What the task asks: Beginning with the first line of the data below, extract each line up to and including the one containing "pub fn from_automate(entry: &AutomateRoiEntry)". Copy them exactly and add nothing.
--- START ---
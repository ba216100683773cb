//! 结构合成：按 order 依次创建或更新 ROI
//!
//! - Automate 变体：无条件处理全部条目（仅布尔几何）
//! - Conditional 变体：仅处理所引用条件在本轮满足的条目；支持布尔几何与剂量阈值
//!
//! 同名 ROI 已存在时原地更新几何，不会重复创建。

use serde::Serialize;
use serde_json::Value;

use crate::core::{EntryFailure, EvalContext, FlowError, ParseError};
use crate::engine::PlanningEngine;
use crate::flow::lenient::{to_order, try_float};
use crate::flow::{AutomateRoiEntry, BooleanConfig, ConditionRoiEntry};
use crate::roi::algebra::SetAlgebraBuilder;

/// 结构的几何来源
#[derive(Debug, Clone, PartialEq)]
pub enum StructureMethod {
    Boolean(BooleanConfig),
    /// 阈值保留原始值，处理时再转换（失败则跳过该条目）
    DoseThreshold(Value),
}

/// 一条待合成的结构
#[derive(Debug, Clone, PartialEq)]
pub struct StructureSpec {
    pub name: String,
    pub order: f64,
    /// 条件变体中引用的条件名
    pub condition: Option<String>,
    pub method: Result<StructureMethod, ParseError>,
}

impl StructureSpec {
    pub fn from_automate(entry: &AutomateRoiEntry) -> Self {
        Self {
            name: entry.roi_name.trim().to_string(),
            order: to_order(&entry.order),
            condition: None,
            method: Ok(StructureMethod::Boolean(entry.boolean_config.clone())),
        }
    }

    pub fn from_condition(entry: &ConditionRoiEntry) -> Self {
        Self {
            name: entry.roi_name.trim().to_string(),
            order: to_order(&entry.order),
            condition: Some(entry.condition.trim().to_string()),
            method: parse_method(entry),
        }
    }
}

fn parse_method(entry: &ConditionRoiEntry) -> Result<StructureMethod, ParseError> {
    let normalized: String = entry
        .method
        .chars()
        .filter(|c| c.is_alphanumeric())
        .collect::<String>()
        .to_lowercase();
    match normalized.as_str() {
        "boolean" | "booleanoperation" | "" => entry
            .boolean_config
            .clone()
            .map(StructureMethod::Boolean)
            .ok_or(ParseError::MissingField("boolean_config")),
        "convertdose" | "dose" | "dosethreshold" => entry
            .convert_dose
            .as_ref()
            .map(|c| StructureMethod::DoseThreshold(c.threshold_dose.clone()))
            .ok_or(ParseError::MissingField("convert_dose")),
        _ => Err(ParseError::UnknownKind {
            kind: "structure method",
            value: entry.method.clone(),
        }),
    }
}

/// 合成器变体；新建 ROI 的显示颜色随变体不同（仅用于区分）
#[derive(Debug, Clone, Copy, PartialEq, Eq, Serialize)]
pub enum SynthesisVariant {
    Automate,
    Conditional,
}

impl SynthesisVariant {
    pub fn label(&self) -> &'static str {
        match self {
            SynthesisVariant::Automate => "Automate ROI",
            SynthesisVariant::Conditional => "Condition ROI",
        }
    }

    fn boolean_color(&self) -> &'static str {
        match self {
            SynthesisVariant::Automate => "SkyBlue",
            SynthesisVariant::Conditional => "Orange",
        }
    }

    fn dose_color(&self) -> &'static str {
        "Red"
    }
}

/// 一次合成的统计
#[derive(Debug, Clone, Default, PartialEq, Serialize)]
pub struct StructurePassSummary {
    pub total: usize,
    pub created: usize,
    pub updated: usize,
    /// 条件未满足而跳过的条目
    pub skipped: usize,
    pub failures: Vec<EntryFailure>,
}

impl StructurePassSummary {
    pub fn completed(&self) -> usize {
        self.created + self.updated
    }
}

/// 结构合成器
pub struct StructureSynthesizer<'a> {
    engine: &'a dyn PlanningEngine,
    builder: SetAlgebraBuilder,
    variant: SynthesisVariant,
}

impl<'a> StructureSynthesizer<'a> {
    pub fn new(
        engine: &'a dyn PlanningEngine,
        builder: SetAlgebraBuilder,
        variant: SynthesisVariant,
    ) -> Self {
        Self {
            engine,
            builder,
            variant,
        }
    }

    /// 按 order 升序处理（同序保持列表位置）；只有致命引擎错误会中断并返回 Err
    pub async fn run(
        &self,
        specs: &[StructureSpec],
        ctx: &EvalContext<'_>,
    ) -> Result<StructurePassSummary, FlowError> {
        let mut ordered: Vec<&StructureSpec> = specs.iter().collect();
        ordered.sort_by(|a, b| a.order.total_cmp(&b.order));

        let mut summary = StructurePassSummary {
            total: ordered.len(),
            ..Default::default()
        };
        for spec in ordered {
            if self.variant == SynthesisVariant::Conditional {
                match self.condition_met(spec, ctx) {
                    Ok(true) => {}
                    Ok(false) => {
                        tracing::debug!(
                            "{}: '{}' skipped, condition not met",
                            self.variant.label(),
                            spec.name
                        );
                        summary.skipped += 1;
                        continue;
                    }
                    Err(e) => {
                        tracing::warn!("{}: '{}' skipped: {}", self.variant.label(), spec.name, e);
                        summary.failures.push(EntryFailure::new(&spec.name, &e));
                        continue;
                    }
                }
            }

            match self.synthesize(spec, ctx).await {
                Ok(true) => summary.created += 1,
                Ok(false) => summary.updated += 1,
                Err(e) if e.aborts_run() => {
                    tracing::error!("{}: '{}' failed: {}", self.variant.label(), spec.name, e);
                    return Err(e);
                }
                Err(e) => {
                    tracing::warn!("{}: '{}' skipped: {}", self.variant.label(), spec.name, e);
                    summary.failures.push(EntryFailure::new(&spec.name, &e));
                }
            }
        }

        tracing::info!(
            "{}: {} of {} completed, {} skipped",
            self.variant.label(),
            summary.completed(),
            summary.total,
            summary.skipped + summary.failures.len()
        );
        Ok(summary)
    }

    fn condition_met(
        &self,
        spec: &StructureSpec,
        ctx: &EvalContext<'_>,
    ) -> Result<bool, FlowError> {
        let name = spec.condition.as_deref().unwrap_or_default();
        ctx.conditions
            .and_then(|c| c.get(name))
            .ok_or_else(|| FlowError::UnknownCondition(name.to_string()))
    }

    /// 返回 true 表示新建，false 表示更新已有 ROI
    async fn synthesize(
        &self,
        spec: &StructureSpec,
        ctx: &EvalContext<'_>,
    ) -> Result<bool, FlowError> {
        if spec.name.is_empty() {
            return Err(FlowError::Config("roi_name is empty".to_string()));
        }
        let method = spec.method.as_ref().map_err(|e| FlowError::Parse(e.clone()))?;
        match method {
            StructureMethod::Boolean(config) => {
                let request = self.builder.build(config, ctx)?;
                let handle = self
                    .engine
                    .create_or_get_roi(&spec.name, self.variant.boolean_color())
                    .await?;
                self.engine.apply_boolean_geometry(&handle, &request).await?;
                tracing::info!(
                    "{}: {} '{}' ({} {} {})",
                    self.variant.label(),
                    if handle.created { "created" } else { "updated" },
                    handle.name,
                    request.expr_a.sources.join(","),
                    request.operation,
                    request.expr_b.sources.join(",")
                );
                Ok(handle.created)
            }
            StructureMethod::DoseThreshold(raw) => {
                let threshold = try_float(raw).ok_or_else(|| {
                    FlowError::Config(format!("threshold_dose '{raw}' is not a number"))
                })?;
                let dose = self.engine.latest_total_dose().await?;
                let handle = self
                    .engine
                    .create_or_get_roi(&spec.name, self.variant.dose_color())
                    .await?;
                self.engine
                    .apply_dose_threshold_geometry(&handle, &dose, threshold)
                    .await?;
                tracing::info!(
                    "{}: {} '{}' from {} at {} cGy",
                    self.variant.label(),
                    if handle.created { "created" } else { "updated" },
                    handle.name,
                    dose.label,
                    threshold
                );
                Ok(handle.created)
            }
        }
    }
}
--- END ---
Response area:
repository ba216100683773cb
//! 结构合成：按 order 依次创建或更新 ROI
//!
//! - Automate 变体：无条件处理全部条目（仅布尔几何）
//! - Conditional 变体：仅处理所引用条件在本轮满足的条目；支持布尔几何与剂量阈值
//!
//! 同名 ROI 已存在时原地更新几何，不会重复创建。

use serde::Serialize;
use serde_json::Value;

use crate::core::{EntryFailure, EvalContext, FlowError, ParseError};
use crate::engine::PlanningEngine;
use crate::flow::lenient::{to_order, try_float};
use crate::flow::{AutomateRoiEntry, BooleanConfig, ConditionRoiEntry};
use crate::roi::algebra::SetAlgebraBuilder;

/// 结构的几何来源
#[derive(Debug, Clone, PartialEq)]
pub enum StructureMethod {
    Boolean(BooleanConfig),
    /// 阈值保留原始值，处理时再转换（失败则跳过该条目）
    DoseThreshold(Value),
}

/// 一条待合成的结构
#[derive(Debug, Clone, PartialEq)]
pub struct StructureSpec {
    pub name: String,
    pub order: f64,
    /// 条件变体中引用的条件名
    pub condition: Option<String>,
    pub method: Result<StructureMethod, ParseError>,
}

impl StructureSpec {
    pub fn from_automate(entry: &AutomateRoiEntry) -> Self {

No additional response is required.